--- Supplied data ---
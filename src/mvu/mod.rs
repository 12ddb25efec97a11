pub mod runtime;
pub mod segments;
---
> Your goal
Take the material above and set it down again exactly.

> Response area
filename src/mvu/mod.rs
repository 12ddb25efec97a11
pub mod runtime;
pub mod segments;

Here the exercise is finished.